**What needs to be done**
If a line in the entries below holds the string "parent", copy it.

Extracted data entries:

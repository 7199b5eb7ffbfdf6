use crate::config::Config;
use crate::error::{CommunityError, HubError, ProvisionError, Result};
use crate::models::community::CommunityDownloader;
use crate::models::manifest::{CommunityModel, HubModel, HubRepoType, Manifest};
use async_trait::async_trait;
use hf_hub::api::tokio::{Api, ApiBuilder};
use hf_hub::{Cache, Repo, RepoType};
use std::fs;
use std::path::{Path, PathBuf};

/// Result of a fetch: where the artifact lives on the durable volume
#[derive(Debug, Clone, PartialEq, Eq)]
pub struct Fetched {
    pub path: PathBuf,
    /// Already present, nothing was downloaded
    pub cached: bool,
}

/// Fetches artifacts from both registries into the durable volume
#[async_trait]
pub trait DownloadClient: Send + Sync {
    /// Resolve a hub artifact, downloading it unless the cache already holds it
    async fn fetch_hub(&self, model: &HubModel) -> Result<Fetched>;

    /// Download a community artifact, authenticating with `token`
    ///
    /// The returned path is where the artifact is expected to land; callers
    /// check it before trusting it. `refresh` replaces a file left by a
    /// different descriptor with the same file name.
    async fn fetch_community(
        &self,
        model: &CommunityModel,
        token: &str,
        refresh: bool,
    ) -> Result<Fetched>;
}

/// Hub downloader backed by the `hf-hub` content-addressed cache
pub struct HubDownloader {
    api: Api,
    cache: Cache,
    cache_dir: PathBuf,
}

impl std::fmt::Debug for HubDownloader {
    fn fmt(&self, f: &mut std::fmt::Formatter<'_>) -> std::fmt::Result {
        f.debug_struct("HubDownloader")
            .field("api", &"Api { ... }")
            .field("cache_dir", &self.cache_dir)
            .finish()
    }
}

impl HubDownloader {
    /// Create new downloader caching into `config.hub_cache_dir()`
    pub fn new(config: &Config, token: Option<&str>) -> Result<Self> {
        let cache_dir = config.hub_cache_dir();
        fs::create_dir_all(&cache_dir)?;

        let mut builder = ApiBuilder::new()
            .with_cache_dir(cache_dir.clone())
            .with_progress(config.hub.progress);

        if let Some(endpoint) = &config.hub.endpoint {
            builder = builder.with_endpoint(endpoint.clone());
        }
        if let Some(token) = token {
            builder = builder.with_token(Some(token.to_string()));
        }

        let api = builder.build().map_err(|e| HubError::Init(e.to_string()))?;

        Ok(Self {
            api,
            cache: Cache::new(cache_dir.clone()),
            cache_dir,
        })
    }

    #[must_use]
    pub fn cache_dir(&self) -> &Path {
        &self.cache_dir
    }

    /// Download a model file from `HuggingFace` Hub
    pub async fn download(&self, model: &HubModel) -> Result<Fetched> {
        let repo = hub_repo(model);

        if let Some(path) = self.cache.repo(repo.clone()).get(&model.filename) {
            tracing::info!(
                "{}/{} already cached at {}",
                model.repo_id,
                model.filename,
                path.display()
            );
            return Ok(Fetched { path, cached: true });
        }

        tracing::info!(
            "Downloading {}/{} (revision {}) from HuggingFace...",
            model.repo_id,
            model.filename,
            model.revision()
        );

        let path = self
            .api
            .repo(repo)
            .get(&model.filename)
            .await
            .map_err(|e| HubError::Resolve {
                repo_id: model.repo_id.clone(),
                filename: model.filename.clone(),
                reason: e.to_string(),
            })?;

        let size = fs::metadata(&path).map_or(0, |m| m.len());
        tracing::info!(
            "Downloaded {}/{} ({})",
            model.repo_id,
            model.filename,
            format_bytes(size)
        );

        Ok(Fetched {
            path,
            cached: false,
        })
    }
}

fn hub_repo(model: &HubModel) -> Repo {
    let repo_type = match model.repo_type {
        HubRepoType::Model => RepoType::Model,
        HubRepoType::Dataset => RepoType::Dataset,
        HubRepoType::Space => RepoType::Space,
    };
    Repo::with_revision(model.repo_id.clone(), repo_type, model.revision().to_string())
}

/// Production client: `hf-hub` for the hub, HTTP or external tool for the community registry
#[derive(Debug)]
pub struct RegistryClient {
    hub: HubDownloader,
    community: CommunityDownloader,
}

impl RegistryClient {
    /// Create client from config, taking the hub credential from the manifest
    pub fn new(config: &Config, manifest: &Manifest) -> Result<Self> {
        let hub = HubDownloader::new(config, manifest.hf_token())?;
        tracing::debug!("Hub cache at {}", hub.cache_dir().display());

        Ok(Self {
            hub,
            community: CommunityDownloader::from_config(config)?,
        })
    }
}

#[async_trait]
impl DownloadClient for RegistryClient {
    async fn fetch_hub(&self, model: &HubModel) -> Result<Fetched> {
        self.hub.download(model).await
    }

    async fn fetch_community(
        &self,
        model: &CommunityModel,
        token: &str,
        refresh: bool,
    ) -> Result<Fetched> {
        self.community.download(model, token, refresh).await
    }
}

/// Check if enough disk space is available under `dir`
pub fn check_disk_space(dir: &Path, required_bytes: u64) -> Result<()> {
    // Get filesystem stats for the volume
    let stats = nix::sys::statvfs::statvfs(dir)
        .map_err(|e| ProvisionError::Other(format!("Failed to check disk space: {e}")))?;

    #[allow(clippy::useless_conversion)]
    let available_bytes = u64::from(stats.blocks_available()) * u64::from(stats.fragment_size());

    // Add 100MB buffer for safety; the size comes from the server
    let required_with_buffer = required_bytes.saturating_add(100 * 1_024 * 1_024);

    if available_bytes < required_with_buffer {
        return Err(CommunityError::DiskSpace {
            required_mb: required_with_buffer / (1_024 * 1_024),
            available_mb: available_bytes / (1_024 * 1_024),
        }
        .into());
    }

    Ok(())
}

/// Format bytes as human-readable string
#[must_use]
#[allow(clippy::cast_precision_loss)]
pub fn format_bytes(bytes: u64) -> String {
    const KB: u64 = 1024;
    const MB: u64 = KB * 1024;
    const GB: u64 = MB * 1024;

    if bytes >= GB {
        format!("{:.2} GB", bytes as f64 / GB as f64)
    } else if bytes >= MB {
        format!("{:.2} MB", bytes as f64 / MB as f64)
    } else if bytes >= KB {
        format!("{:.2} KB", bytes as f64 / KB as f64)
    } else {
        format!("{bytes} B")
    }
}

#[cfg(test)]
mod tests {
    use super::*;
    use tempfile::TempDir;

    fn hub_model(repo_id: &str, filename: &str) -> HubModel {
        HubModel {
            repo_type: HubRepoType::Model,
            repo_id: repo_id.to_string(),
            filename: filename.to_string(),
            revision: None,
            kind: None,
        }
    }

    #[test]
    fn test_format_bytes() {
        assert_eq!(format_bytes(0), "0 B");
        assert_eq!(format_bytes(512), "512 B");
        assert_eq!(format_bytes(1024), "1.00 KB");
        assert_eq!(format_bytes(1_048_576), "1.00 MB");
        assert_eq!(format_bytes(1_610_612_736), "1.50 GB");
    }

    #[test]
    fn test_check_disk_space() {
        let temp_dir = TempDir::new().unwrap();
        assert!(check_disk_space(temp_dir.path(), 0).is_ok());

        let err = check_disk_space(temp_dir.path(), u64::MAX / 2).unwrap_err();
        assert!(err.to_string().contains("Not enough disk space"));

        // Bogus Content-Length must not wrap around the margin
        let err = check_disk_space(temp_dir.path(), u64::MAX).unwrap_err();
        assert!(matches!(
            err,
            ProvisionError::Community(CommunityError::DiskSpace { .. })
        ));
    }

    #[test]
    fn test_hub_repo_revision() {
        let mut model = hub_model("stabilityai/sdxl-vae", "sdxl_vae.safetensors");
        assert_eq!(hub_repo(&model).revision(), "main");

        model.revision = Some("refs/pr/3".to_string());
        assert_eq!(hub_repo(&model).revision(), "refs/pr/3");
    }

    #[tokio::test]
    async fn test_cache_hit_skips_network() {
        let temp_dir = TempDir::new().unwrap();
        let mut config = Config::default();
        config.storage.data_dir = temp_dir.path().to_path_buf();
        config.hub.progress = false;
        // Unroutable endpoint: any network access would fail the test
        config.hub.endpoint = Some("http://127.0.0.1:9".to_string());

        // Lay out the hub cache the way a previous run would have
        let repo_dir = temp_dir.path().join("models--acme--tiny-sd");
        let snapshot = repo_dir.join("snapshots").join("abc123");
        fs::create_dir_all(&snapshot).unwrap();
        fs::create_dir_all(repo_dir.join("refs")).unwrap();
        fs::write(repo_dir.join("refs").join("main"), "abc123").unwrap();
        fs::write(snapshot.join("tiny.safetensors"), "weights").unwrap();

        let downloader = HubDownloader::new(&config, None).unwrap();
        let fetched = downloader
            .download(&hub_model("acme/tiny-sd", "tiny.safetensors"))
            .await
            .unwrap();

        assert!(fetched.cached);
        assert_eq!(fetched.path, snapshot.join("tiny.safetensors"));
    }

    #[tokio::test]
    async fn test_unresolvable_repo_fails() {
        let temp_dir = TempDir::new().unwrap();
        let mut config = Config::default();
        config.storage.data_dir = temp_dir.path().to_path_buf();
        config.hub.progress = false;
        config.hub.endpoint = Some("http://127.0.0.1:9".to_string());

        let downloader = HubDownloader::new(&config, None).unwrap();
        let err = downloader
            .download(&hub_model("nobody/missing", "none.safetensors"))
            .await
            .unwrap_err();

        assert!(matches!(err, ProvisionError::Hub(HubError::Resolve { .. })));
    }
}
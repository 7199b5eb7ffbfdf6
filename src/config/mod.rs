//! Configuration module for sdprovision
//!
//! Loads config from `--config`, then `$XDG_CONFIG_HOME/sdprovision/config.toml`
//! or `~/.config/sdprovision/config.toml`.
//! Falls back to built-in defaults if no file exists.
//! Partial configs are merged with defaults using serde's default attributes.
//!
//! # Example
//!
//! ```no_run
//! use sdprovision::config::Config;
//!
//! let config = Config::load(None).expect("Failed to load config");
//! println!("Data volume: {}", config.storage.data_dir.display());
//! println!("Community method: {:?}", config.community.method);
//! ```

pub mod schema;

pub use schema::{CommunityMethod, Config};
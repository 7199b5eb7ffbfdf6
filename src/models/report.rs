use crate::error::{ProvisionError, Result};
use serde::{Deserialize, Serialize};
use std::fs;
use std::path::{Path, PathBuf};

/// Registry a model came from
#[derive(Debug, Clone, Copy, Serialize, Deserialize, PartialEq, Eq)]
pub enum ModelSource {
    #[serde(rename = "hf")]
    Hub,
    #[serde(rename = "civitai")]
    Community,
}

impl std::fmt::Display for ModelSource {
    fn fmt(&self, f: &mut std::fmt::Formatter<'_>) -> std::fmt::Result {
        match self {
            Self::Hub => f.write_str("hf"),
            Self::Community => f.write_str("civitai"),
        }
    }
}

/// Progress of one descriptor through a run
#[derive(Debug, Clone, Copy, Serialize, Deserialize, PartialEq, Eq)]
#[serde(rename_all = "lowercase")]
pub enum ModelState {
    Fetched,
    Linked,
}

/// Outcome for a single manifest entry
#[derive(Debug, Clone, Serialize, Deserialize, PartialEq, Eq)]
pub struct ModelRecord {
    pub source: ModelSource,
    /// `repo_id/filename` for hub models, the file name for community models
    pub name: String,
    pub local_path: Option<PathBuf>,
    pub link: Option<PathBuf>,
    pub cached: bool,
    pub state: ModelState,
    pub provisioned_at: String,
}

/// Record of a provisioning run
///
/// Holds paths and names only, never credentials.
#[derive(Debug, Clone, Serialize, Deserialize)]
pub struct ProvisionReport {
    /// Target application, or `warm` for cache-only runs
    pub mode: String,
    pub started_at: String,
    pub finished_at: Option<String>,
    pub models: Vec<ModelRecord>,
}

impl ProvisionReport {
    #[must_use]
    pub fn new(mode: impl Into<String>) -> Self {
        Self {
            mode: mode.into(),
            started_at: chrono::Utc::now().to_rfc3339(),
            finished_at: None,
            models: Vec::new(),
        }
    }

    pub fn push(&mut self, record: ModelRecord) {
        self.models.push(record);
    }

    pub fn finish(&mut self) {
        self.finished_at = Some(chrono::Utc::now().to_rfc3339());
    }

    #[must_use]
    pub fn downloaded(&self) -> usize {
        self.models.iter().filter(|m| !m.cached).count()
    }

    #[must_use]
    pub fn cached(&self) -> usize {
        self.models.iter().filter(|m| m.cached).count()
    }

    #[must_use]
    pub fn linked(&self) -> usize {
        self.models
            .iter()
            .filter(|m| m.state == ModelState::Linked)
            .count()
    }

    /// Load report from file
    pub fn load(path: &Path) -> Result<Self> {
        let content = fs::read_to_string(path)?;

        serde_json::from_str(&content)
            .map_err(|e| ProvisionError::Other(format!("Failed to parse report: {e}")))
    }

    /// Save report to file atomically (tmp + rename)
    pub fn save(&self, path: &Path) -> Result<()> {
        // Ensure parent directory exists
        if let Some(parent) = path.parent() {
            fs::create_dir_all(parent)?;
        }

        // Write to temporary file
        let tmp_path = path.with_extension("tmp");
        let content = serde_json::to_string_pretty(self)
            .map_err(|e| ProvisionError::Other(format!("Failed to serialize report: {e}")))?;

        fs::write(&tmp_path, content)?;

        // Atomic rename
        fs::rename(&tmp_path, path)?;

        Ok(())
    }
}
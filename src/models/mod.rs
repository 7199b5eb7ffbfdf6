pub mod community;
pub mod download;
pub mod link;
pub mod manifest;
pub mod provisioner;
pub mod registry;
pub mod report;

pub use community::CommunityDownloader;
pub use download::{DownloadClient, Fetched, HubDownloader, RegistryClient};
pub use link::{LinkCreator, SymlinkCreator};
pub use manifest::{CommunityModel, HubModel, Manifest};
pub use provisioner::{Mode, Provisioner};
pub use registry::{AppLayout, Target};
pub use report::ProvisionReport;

**Answer section**
        // Ensure parent directory exists
        if let Some(parent) = path.parent() {
            fs::create_dir_all(parent)?;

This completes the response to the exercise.